3. Results and Discussion

3.1. Gemological and Mineralogical Characteristics

The gemological properties of the 35 studied stones are summarized in

Table 1. Summary of gemological properties of tsavorites from Kenya and Tanzania.

Properties	Observation Data
Color	Light green to dark green
Diaphaneity	Transparent to opaque
RI	1.729–1.748
SG	3.55–3.68
Fluorescence reaction	Long-wave UV: Inert to red fluorescence Short-wave UV: Inert to light orange fluorescence

. The saturation of the green color in the samples varies from light to strong, and their diaphaneity ranges from transparent to opaque. RI (refractive index) values fall in the range of 1.729–1.748, and SG (specific gravity) varies between 3.55 and 3.68 g/cm³. Samples are light orange to red under the Chelsea color filter; and the fluorescence under long-wave ultraviolet varies from zero to red, and under short-wave ultraviolet varies from zero to light orange.
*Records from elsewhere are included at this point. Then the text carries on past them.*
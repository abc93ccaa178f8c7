//! The vectorized evaluator: whole-slice extremum and mask operations.
//!
//! This is the direct-execution engine. It computes the selection with
//! iterator folds and masks over the full slice, allocating only the
//! output buffer and never mutating its inputs. Its output must match
//! the lowered [`fold`](crate::fold) engine exactly for every input,
//! mode, and draw; both engines consult the same resolved
//! [`Policy`](crate::Policy) fields and the same strict
//! [`CmpOp::beats`](crate::CmpOp::beats) comparison, so direction,
//! tie-break, and NaN behavior agree by construction.

use crate::draw::DrawSource;
use crate::mode::{Multiplicity, Policy, PolicyKind};

/// Evaluate, drawing from `source` if the mode is probabilistic.
///
/// If `weights` are all exactly zero, the draw is skipped entirely and
/// `values` is returned unchanged (the stream does not advance).
/// `weights` is ignored for extremum kinds and must match `values` in
/// length for sampled kinds (the [`OneHot`](crate::OneHot) call surface
/// guarantees this).
pub fn evaluate(
    kind: PolicyKind,
    values: &[f64],
    weights: &[f64],
    source: &mut DrawSource,
) -> Vec<f64> {
    match kind {
        PolicyKind::Extremum(policy) => extremum(policy, values),
        PolicyKind::Sampled { indicator } => {
            if weights.iter().all(|&w| w == 0.0) {
                return values.to_vec();
            }
            sample(indicator, values, weights, source.next_draw())
        }
    }
}

/// Evaluate with a pre-assigned draw (pure; the caller owns draw
/// assignment, e.g. for data-parallel batches).
///
/// The all-zero-weights fallback still applies and ignores `draw`.
pub fn evaluate_with_draw(kind: PolicyKind, values: &[f64], weights: &[f64], draw: f64) -> Vec<f64> {
    match kind {
        PolicyKind::Extremum(policy) => extremum(policy, values),
        PolicyKind::Sampled { indicator } => {
            if weights.iter().all(|&w| w == 0.0) {
                return values.to_vec();
            }
            sample(indicator, values, weights, draw)
        }
    }
}

fn extremum(policy: Policy, values: &[f64]) -> Vec<f64> {
    if values.is_empty() {
        return Vec::new();
    }
    let t = |x: f64| policy.magnitude.apply(x);
    match policy.multiplicity {
        Multiplicity::SingleFirst => {
            // First occurrence of the extremum: strict `beats` keeps the
            // lowest index on ties.
            let (best, _) = values
                .iter()
                .enumerate()
                .fold((0, t(values[0])), |(bi, bv), (i, &x)| {
                    if policy.cmp.beats(t(x), bv) {
                        (i, t(x))
                    } else {
                        (bi, bv)
                    }
                });
            let mut out = vec![0.0; values.len()];
            out[best] = policy.emit.quantity(policy.magnitude, values[best]);
            out
        }
        Multiplicity::AllTies => {
            let ext = values
                .iter()
                .map(|&x| t(x))
                .fold(t(values[0]), |acc, v| if policy.cmp.beats(v, acc) { v } else { acc });
            // Exact equality: ties are genuine value-equality, not
            // approximate. A NaN extremum matches nothing.
            values
                .iter()
                .map(|&x| {
                    if t(x) == ext {
                        policy.emit.quantity(policy.magnitude, x)
                    } else {
                        0.0
                    }
                })
                .collect()
        }
    }
}

fn sample(indicator: bool, values: &[f64], weights: &[f64], draw: f64) -> Vec<f64> {
    // Cumulative weights in left-to-right order; the chosen index is the
    // first whose cumulative sum exceeds the draw. Summation order is
    // identical to the fold engine's prefix scan, so the two engines see
    // bit-identical partial sums.
    let cdf: Vec<f64> = weights
        .iter()
        .scan(0.0, |s, &w| {
            *s += w;
            Some(*s)
        })
        .collect();
    let chosen = cdf.iter().position(|&c| draw < c);
    let mut out = vec![0.0; values.len()];
    if let Some(i) = chosen {
        out[i] = if indicator { 1.0 } else { values[i] };
    }
    out
}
We observe that the refractive index (RI) shows a moderate increasing trend with w(V₂O₃)/% values (Figure 2 on the left); the relationship is not very linear because the samples belong to the same class of garnets and the refractive indices are therefore very close (between 1.73 and 1.75). An anomalous point with a higher refractive index (1.746) but with a very low V content is noted, while the neighboring samples all have a high V content; this anomaly can be explained by the fact that the sample has a high Cr content, which also influences the index. The refractive index of gemstones is determined by the polarizability of ions in the crystal. The cationic polarizability depends on the ion radius and the structure of the outer electron layer. The greater the radius of cations with the same atomic valence, the higher the polarizability [20]. When vanadium ions replace aluminum ions, the polarizability increases, so the refractive index increases. The refractive index shows a slight positive correlation with the chromium content; the correlation is less evident than that with V³⁺ because the Cr³⁺ content is lower, and its polarizability is also lower than that of V³⁺ [20].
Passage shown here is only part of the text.